§ Activity
Retype word for word the lines of the data below, from the first to the one bearing "the busy slot.", with that one included.

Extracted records
######
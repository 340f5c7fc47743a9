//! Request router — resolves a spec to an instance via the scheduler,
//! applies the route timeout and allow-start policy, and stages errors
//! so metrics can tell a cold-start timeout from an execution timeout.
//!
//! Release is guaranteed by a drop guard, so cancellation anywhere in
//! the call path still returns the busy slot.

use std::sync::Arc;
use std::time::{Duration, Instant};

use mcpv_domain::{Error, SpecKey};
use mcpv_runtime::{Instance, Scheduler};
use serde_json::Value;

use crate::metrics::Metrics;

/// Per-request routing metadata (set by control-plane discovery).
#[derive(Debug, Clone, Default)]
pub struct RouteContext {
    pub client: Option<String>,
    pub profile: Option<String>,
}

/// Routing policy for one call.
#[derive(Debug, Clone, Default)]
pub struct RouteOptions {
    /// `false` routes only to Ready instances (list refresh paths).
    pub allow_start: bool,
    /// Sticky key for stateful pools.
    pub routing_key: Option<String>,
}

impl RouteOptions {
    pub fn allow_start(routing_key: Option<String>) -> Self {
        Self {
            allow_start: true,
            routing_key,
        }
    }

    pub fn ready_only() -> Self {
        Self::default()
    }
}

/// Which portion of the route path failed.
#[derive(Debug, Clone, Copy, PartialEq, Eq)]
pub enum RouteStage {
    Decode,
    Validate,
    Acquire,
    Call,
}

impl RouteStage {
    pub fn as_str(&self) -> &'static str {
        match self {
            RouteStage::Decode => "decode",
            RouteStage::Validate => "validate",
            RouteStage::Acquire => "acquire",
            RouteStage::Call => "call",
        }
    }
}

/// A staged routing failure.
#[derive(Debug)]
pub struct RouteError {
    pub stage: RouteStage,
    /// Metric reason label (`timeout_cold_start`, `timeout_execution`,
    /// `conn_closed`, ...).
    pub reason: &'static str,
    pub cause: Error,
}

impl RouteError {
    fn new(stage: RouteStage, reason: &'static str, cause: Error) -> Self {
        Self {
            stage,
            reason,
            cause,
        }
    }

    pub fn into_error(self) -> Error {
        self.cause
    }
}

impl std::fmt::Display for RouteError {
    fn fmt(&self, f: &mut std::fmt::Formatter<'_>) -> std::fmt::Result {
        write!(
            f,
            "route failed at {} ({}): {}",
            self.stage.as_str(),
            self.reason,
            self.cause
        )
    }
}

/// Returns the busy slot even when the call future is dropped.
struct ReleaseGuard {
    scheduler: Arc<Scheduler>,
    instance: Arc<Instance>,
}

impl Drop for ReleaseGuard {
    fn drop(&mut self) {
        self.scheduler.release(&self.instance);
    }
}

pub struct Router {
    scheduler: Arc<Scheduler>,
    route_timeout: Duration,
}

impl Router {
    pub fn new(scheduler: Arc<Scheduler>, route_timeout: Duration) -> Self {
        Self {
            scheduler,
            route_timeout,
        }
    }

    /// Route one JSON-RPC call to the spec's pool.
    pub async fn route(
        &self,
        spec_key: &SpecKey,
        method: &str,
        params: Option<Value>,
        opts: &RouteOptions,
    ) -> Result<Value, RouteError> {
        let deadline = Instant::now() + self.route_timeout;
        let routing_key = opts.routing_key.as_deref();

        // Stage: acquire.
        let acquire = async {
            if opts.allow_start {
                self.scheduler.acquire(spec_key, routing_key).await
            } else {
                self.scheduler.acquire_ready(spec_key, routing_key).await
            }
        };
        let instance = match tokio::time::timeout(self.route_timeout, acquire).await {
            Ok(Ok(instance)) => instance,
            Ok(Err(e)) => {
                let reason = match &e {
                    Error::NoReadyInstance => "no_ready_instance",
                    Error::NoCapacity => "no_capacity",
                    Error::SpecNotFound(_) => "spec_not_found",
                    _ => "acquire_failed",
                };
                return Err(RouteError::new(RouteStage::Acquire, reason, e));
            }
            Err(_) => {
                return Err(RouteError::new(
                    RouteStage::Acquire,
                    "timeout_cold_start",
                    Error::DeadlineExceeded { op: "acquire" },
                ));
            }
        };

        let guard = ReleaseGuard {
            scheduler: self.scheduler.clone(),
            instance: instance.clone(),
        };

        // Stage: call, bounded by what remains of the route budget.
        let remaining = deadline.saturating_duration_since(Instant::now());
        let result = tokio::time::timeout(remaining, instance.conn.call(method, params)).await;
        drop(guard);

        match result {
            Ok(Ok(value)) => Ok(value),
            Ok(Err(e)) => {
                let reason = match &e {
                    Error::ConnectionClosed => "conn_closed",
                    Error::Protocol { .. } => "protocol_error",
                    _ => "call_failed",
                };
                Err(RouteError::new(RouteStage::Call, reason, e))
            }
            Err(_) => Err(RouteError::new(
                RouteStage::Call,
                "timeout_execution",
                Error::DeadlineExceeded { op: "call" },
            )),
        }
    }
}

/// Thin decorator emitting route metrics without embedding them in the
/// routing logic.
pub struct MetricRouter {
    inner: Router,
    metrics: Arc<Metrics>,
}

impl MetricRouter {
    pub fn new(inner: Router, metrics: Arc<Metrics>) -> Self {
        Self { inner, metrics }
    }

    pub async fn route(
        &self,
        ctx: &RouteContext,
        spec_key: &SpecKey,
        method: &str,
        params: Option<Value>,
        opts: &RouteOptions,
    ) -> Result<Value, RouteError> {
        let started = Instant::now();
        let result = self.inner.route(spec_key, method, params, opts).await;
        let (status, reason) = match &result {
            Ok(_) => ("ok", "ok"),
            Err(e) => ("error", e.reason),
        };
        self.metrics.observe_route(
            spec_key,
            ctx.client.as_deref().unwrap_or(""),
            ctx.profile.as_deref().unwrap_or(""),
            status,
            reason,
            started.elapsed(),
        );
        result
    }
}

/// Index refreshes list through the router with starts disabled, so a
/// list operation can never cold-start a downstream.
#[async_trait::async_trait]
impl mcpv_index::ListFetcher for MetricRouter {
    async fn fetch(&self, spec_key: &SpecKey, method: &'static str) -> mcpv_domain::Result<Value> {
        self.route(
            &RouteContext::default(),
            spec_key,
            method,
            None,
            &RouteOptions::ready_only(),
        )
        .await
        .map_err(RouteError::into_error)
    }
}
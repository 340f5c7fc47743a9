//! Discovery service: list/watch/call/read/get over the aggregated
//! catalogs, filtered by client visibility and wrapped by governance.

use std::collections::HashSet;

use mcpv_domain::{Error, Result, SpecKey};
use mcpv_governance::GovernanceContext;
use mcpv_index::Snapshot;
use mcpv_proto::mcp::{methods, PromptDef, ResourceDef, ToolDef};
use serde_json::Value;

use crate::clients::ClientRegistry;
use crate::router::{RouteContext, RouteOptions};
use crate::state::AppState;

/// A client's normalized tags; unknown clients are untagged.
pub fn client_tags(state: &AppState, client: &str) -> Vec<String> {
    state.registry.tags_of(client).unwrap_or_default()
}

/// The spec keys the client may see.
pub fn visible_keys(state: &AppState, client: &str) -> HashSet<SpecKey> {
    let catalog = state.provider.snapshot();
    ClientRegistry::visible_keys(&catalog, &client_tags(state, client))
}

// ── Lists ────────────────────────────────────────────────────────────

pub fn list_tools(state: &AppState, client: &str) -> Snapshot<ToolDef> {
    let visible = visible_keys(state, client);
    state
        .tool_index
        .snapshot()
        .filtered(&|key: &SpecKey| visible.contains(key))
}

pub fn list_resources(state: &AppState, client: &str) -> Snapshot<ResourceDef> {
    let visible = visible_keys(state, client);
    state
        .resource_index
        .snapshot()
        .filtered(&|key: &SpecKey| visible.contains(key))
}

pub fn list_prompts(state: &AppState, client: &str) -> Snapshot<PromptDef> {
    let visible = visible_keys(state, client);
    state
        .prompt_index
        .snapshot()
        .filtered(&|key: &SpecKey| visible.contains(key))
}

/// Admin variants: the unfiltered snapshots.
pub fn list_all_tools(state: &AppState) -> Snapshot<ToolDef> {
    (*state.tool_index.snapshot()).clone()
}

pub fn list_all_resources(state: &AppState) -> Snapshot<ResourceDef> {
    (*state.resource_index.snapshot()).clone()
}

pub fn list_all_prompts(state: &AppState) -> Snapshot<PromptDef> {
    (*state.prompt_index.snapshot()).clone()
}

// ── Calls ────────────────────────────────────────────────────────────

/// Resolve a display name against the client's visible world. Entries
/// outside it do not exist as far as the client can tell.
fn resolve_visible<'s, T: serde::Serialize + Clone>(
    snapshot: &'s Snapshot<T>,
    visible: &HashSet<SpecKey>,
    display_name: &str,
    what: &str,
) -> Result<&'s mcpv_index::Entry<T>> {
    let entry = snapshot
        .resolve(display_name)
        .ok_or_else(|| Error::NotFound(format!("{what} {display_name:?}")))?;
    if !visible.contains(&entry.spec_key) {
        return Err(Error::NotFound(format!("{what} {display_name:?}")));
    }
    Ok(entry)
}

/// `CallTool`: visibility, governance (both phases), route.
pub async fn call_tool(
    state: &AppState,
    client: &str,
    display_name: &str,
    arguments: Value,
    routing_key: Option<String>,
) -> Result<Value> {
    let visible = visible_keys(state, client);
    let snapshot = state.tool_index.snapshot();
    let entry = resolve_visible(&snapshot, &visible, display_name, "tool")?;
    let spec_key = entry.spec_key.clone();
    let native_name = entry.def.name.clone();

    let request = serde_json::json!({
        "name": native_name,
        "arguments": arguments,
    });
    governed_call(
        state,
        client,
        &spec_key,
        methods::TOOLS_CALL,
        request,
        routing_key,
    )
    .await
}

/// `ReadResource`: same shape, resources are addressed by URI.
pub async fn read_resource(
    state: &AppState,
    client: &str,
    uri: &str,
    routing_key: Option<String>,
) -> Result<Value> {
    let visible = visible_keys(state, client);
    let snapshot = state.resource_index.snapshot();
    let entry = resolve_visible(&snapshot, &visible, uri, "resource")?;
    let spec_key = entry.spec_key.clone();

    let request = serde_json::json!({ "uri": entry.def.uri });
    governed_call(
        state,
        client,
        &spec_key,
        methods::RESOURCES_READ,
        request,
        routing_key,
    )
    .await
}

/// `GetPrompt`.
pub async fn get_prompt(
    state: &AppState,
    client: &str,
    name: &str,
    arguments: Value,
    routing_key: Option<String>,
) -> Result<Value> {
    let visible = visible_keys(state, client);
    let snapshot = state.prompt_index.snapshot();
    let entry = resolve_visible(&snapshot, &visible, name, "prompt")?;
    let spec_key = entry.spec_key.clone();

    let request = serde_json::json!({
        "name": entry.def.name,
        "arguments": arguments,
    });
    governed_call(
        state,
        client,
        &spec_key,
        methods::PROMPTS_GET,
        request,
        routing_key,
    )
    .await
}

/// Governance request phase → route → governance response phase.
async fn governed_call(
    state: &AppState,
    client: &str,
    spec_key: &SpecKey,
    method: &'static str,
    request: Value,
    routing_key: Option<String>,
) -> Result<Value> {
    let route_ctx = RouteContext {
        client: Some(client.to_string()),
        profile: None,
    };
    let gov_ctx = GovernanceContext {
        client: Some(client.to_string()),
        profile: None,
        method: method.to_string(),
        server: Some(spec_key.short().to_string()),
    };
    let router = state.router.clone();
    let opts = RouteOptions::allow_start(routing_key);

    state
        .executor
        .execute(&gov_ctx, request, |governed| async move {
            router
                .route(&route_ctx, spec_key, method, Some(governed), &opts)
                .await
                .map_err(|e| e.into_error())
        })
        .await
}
######
§ Task result
repository 340f5c7fc47743a9
//! Request router — resolves a spec to an instance via the scheduler,
//! applies the route timeout and allow-start policy, and stages errors
//! so metrics can tell a cold-start timeout from an execution timeout.
//!
//! Release is guaranteed by a drop guard, so cancellation anywhere in
//! the call path still returns the busy slot.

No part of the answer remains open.